Supreme Court to hear Facebook application for appeal
Issue is referral to Court of Justice to decide validity of EU-US data transfer channels
Lawyers for Facebook said it would seek a “leapfrog” appeal against the referral to the Supreme Court. A leapfrog appeal is one that bypasses the Court of Appeal.
The Supreme Court will hear on July 17th Facebook’s application for permission to appeal a judge’s decision to ask the Court of Justice of the European Union (CJEU) to decide key issues concerning the validity of EU-US data transfer channels.
The High Court’s Ms Justice Caroline Costello last May refused to put a stay on her referral to the CJEU of 11 issues pending any appeal by Facebook and directed the referral should proceed “immediately”.
She refused the stay in the context of existing jurisprudence to the effect an appellate court cannot set aside an order to make a reference to the CJEU.
Facebook had not established it has an arguable case to bring an appeal to either the Court of Appeal or the Supreme Court, she said.
She also rejected its arguments that its rights would be prejudiced if a stay was not granted and said there would rather be “very real prejudice” to the rights of millions of data users if the referral was further delayed.
Facebook wanted the stay pending the outcome of its request to the Supreme Court to hear an appeal against the judge’s October 2017 decision to make the referral in the first place.
After that judgment, submissions were heard on the exact issues for determination and those were finalised last April.
Lawyers for Facebook then said it would seek a “leapfrog” appeal against the referral to the Supreme Court.
A leapfrog appeal is one that bypasses the Court of Appeal.
The Supreme Court will hear appeals only that it considers raise issues of general public importance or are in the interests of justice.

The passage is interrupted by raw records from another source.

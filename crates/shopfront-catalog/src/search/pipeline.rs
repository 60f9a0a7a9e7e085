//! The filter → sort → paginate pipeline.
//!
//! Every function here is stateless. Results refer to catalog records by
//! position, so the catalog itself is never copied or reordered.

use crate::catalog::Product;
use crate::search::{Filter, Pagination, SearchQuery, SearchResults, SortOption};

/// Positions of the records matching every filter, in catalog order.
pub fn filter_indices(catalog: &[Product], filters: &[Filter]) -> Vec<usize> {
    catalog
        .iter()
        .enumerate()
        .filter(|(_, product)| filters.iter().all(|f| f.matches(product)))
        .map(|(idx, _)| idx)
        .collect()
}

/// Order record positions by `sort`.
///
/// The sort is stable: records with equal keys keep their catalog order.
pub fn sort_indices(catalog: &[Product], indices: &mut [usize], sort: SortOption) {
    indices.sort_by(|&a, &b| sort.compare(&catalog[a], &catalog[b]).then(a.cmp(&b)));
}

/// Filtered, sorted positions plus pagination for a query.
#[derive(Debug, Clone, PartialEq, Eq)]
pub struct Recomputed {
    /// Matching record positions in display order.
    pub matches: Vec<usize>,
    /// Pagination over `matches`, with the query's page clamped.
    pub pagination: Pagination,
}

impl Recomputed {
    /// Positions on the current page.
    pub fn page_indices(&self) -> &[usize] {
        self.pagination.slice(&self.matches)
    }

    /// Records on the current page.
    pub fn page_items<'a>(&self, catalog: &'a [Product]) -> Vec<&'a Product> {
        self.page_indices().iter().map(|&idx| &catalog[idx]).collect()
    }
}

impl Default for Recomputed {
    fn default() -> Self {
        Self {
            matches: Vec::new(),
            pagination: Pagination::default(),
        }
    }
}

/// Run the pipeline: filter, then sort, then derive the page count and clamp
/// the requested page.
pub fn recompute(catalog: &[Product], query: &SearchQuery) -> Recomputed {
    let mut matches = filter_indices(catalog, &query.filters());
    sort_indices(catalog, &mut matches, query.sort);
    let pagination = Pagination::with_page_size(query.page, matches.len());

    Recomputed { matches, pagination }
}

/// Run a query and return the current page's records.
pub fn search<'a>(catalog: &'a [Product], query: &SearchQuery) -> SearchResults<&'a Product> {
    let recomputed = recompute(catalog, query);
    SearchResults::new(recomputed.page_items(catalog), recomputed.pagination)
}

#[cfg(test)]
mod tests {
    use super::*;
    use crate::search::PriceRange;
    use chrono::{Duration, TimeZone, Utc};

    fn catalog() -> Vec<Product> {
        let base = Utc.with_ymd_and_hms(2024, 1, 1, 0, 0, 0).unwrap();
        vec![
            Product::new("Red Shoe", "A", "Shoes", 40.0, base),
            Product::new("Blue Shoe", "B", "Shoes", 120.0, base + Duration::days(2)),
            Product::new("Red Hat", "A", "Hats", 20.0, base + Duration::days(1)),
        ]
    }

    fn names(items: &[&Product]) -> Vec<String> {
        items.iter().map(|p| p.name.clone()).collect()
    }

    #[test]
    fn test_filter_keeps_catalog_order() {
        let catalog = catalog();
        let filters = vec![Filter::text("red").unwrap()];
        assert_eq!(filter_indices(&catalog, &filters), vec![0, 2]);
    }

    #[test]
    fn test_no_filters_keeps_everything() {
        let catalog = catalog();
        assert_eq!(filter_indices(&catalog, &[]), vec![0, 1, 2]);
    }

    #[test]
    fn test_brand_then_price_asc() {
        let catalog = catalog();
        let query = SearchQuery::new().with_brand("A").with_sort(SortOption::PriceAsc);
        let results = search(&catalog, &query);
        assert_eq!(names(&results.items), vec!["Red Hat", "Red Shoe"]);
    }

    #[test]
    fn test_price_bucket() {
        let catalog = catalog();
        let filters = Filter::price_range(PriceRange::UpTo50).into_iter().collect::<Vec<_>>();
        assert_eq!(filter_indices(&catalog, &filters), vec![0, 2]);
    }

    #[test]
    fn test_newest_first() {
        let catalog = catalog();
        let query = SearchQuery::new().with_sort(SortOption::Newest);
        let results = search(&catalog, &query);
        assert_eq!(names(&results.items), vec!["Blue Shoe", "Red Hat", "Red Shoe"]);
    }

    #[test]
    fn test_ties_keep_catalog_order() {
        let at = Utc::now();
        let catalog = vec![
            Product::new("first", "A", "X", 10.0, at),
            Product::new("cheap", "A", "X", 5.0, at),
            Product::new("second", "A", "X", 10.0, at),
            Product::new("third", "A", "X", 10.0, at),
        ];

        let mut indices = vec![0, 1, 2, 3];
        sort_indices(&catalog, &mut indices, SortOption::PriceDesc);
        assert_eq!(indices, vec![0, 2, 3, 1]);

        let mut indices = vec![0, 1, 2, 3];
        sort_indices(&catalog, &mut indices, SortOption::Newest);
        assert_eq!(indices, vec![0, 1, 2, 3]);
    }

    #[test]
    fn test_catalog_not_mutated() {
        let catalog = catalog();
        let before = catalog.clone();
        let _ = search(&catalog, &SearchQuery::new().with_sort(SortOption::PriceDesc));
        assert_eq!(catalog, before);
    }

    #[test]
    fn test_empty_catalog() {
        let results = search(&[], &SearchQuery::new().with_search("x").with_page(4));
        assert!(results.is_empty());
        assert_eq!(results.pagination.total_pages, 1);
        assert_eq!(results.pagination.page, 1);
    }

    #[test]
    fn test_requested_page_is_clamped() {
        let catalog = catalog();
        let recomputed = recompute(&catalog, &SearchQuery::new().with_page(7));
        assert_eq!(recomputed.pagination.page, 1);
        assert_eq!(recomputed.page_indices().len(), 3);
    }
}
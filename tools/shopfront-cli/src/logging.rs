//! Tracing subscriber setup.

use tracing_subscriber::{fmt::SubscriberBuilder, EnvFilter};

/// Default filter when `RUST_LOG` is unset.
pub fn default_filter(verbose: bool) -> &'static str {
    if verbose {
        "shopfront_cli=debug,shopfront_catalog=debug,shopfront_loader=debug"
    } else {
        "shopfront_cli=warn,shopfront_catalog=warn,shopfront_loader=warn"
    }
}

/// Install the global fmt subscriber, writing to stderr.
///
/// `RUST_LOG` takes precedence over `default_filter`.
pub fn init_tracing(default_filter: &str) -> anyhow::Result<()> {
    let filter =
        EnvFilter::try_from_default_env().unwrap_or_else(|_| EnvFilter::new(default_filter));

    SubscriberBuilder::default()
        .with_env_filter(filter)
        .with_target(true)
        .with_writer(std::io::stderr)
        .try_init()
        .map_err(|e| anyhow::anyhow!("failed to initialize tracing: {}", e))
}
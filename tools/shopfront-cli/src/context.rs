//! CLI execution context.

use std::path::{Path, PathBuf};

use anyhow::{Context as _, Result};

use crate::config::{CliConfig, CONFIG_NAMES};
use crate::output::Output;

/// Execution context for CLI commands.
pub struct Context {
    /// CLI configuration.
    pub config: CliConfig,
    /// File the configuration was read from, if any.
    pub config_path: Option<PathBuf>,
    /// Output handler.
    pub output: Output,
    /// Working directory.
    pub cwd: PathBuf,
}

impl Context {
    /// Load context from config file.
    pub fn load(config_path: Option<&str>, output: Output) -> Result<Self> {
        let cwd = std::env::current_dir().context("Failed to get current directory")?;

        let (config, config_path) = match config_path {
            Some(path) => (CliConfig::load(path)?, Some(PathBuf::from(path))),
            None => match find_config(&cwd, &output) {
                Some((config, path)) => (config, Some(path)),
                None => (CliConfig::default(), None),
            },
        };

        if let Some(path) = &config_path {
            output.debug(&format!("Using config {}", path.display()));
        }

        Ok(Self {
            config,
            config_path,
            output,
            cwd,
        })
    }
}

/// Find a config file in the directory tree, starting at `start`.
///
/// Files that fail to load are reported and skipped.
pub fn find_config(start: &Path, output: &Output) -> Option<(CliConfig, PathBuf)> {
    let mut current = start.to_path_buf();
    loop {
        for name in &CONFIG_NAMES {
            let config_path = current.join(name);
            if config_path.exists() {
                match CliConfig::load(config_path.to_str()?) {
                    Ok(config) => return Some((config, config_path)),
                    Err(e) => output.warn(&format!("Ignoring config: {:#}", e)),
                }
            }
        }

        if !current.pop() {
            return None;
        }
    }
}

#[cfg(test)]
mod tests {
    use super::*;

    fn quiet() -> Output {
        Output::new(false, true)
    }

    #[test]
    fn test_find_config_in_parent() {
        let dir = tempfile::tempdir().unwrap();
        std::fs::write(
            dir.path().join("shopfront.toml"),
            "[source]\nbase_url = \"http://catalog.internal\"\n",
        )
        .unwrap();
        let nested = dir.path().join("a").join("b");
        std::fs::create_dir_all(&nested).unwrap();

        let (config, path) = find_config(&nested, &quiet()).unwrap();
        assert_eq!(config.source.base_url, "http://catalog.internal");
        assert_eq!(path, dir.path().join("shopfront.toml"));
    }

    #[test]
    fn test_hidden_config_name() {
        let dir = tempfile::tempdir().unwrap();
        std::fs::write(dir.path().join(".shopfront.toml"), "[source]\nlimit = 5\n").unwrap();

        let (config, _) = find_config(dir.path(), &quiet()).unwrap();
        assert_eq!(config.source.limit, 5);
    }

    #[test]
    fn test_broken_config_is_skipped() {
        let dir = tempfile::tempdir().unwrap();
        std::fs::write(dir.path().join("shopfront.toml"), "[source]
limit = 8
").unwrap();
        let nested = dir.path().join("shop");
        std::fs::create_dir_all(&nested).unwrap();
        std::fs::write(nested.join("shopfront.toml"), "[source
limit = ").unwrap();

        let (config, path) = find_config(&nested, &quiet()).unwrap();
        assert_eq!(config.source.limit, 8);
        assert_eq!(path, dir.path().join("shopfront.toml"));
    }
}
//! Catalog load error types.

use thiserror::Error;

/// Errors that can occur while loading the catalog.
///
/// A load is never retried; the message is shown to the user until the next
/// load starts.
#[derive(Error, Debug)]
pub enum LoadError {
    /// Failed to send the request.
    #[error("Request failed: {0}")]
    RequestError(String),

    /// Invalid URL.
    #[error("Invalid URL: {0}")]
    InvalidUrl(String),

    /// Non-success HTTP status.
    #[error("Network response was not ok (HTTP {status})")]
    HttpError { status: u16 },

    /// Failed to parse response body.
    #[error("Failed to parse response: {0}")]
    ParseError(String),

    /// Body parsed but has no `products` array.
    #[error("Invalid data structure")]
    InvalidShape,

    /// Failed to read a local catalog file.
    #[error("Failed to read {path}: {message}")]
    Io { path: String, message: String },
}

impl From<serde_json::Error> for LoadError {
    fn from(e: serde_json::Error) -> Self {
        LoadError::ParseError(e.to_string())
    }
}

impl From<reqwest::Error> for LoadError {
    fn from(e: reqwest::Error) -> Self {
        if e.is_builder() {
            LoadError::InvalidUrl(e.to_string())
        } else {
            LoadError::RequestError(e.to_string())
        }
    }
}
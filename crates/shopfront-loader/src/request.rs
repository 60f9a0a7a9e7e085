//! Outbound GET request builder.

use std::collections::HashMap;

/// A GET request with query parameters and headers.
#[derive(Debug, Clone, PartialEq, Eq)]
pub struct Request {
    pub(crate) url: String,
    pub(crate) query: Vec<(String, String)>,
    pub(crate) headers: HashMap<String, String>,
}

impl Request {
    /// Create a new request.
    pub fn get(url: impl Into<String>) -> Self {
        Self {
            url: url.into(),
            query: Vec::new(),
            headers: HashMap::new(),
        }
    }

    /// Append a query parameter.
    pub fn query(mut self, key: impl Into<String>, value: impl ToString) -> Self {
        self.query.push((key.into(), value.to_string()));
        self
    }

    /// Add a header to the request.
    pub fn header(mut self, key: impl Into<String>, value: impl Into<String>) -> Self {
        self.headers.insert(key.into(), value.into());
        self
    }

    /// Full URL including the query string.
    pub fn url(&self) -> String {
        if self.query.is_empty() {
            return self.url.clone();
        }
        let query = self
            .query
            .iter()
            .map(|(k, v)| format!("{}={}", k, v))
            .collect::<Vec<_>>()
            .join("&");
        let sep = if self.url.contains('?') { '&' } else { '?' };
        format!("{}{}{}", self.url, sep, query)
    }

    /// Headers to send.
    pub fn headers(&self) -> &HashMap<String, String> {
        &self.headers
    }
}
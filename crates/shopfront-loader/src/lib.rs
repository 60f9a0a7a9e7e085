//! Catalog loader for Shopfront.
//!
//! Fetches the whole product collection in one request and hands it to the
//! query engine. Failures are reported, never retried.
//!
//! # Example
//!
//! ```rust,ignore
//! use shopfront_loader::CatalogLoader;
//! use shopfront_catalog::session::BrowseSession;
//!
//! let loader = CatalogLoader::http("http://localhost:5000");
//! let mut session = BrowseSession::new();
//! loader.load_into(&mut session).await;
//!
//! if let Some(message) = session.error() {
//!     eprintln!("Error: {}", message);
//! }
//! ```

mod error;
mod loader;
mod request;
mod response;
mod transport;

use std::collections::HashMap;
use std::sync::Arc;

pub use error::LoadError;
pub use loader::{parse_catalog, CatalogLoader, CatalogSource, DEFAULT_BASE_URL, DEFAULT_LIMIT};
pub use request::Request;
pub use response::Response;
pub use transport::{HttpTransport, Transport};

/// HTTP client for making outbound requests.
///
/// A thin wrapper that prefixes a base URL, adds default headers and
/// delegates to a [`Transport`].
#[derive(Clone)]
pub struct FetchClient {
    base_url: Option<String>,
    default_headers: HashMap<String, String>,
    transport: Arc<dyn Transport>,
}

impl FetchClient {
    /// Create a client on top of a custom transport.
    pub fn with_transport(transport: Arc<dyn Transport>) -> Self {
        Self {
            base_url: None,
            default_headers: HashMap::new(),
            transport,
        }
    }

    /// Create a client with a base URL that will be prepended to all requests.
    pub fn with_base_url(mut self, base_url: impl Into<String>) -> Self {
        self.base_url = Some(base_url.into());
        self
    }

    /// Add a default header that will be included in all requests.
    pub fn with_default_header(
        mut self,
        key: impl Into<String>,
        value: impl Into<String>,
    ) -> Self {
        self.default_headers.insert(key.into(), value.into());
        self
    }

    /// Create a GET request.
    pub fn get(&self, url: impl Into<String>) -> Request {
        let url = url.into();
        let full_url = match &self.base_url {
            Some(base) => {
                if url.starts_with("http://") || url.starts_with("https://") {
                    url
                } else {
                    format!("{}{}", base.trim_end_matches('/'), url)
                }
            }
            None => url,
        };

        let mut request = Request::get(full_url);
        for (key, value) in &self.default_headers {
            request = request.header(key.clone(), value.clone());
        }
        request
    }

    /// Send the request and return the response.
    pub async fn send(&self, request: &Request) -> Result<Response, LoadError> {
        self.transport.send(request).await
    }
}

impl std::fmt::Debug for FetchClient {
    fn fmt(&self, f: &mut std::fmt::Formatter<'_>) -> std::fmt::Result {
        f.debug_struct("FetchClient")
            .field("base_url", &self.base_url)
            .field("default_headers", &self.default_headers)
            .finish_non_exhaustive()
    }
}

/// Prelude for convenient imports.
pub mod prelude {
    pub use crate::{CatalogLoader, CatalogSource, FetchClient, LoadError, Response};
}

A three-judge Supreme Court will sit on July 17th to hear Facebook’s application.
The 11 questions subject of the referral concern whether European Commission decisions approving EU-US data transfer channels, known as Standard Contractual Clauses, are valid.
The questions raise significant issues of EU law with huge implications, including whether the High Court was correct in finding there is “mass indiscriminate processing” of data by US government agencies under the Prism and Upstream programmes authorised there.
The questions also ask whether EU law applies to the processing of personal data for national security purposes regardless of whether the processing takes place in the EU, US or other third country.
Other questions concern whether the Privacy Shield decision and other measures in the US afford adequate protection for EU citizens whose data is transferred there.
The reference was made in proceedings by the Data Protection Commissioner concerning a complaint by Austrian lawyer Max Schrems that transfer of his personal Facebook data to the US breached his data privacy rights as an EU citizen.
The commissioner brought the proceedings against Facebook Ireland, because its European headquarters are here, and Mr Schrems, who both opposed a reference for different reasons.
Ms Justice Costello agreed with the commissioner that there were “well-founded” grounds for believing the SCC decisions were invalid.
Her judgment was primarily concerned with the Data Protection Directive and its focus on whether third-country protections for EU citizens’ data privacy rights are “adequate”.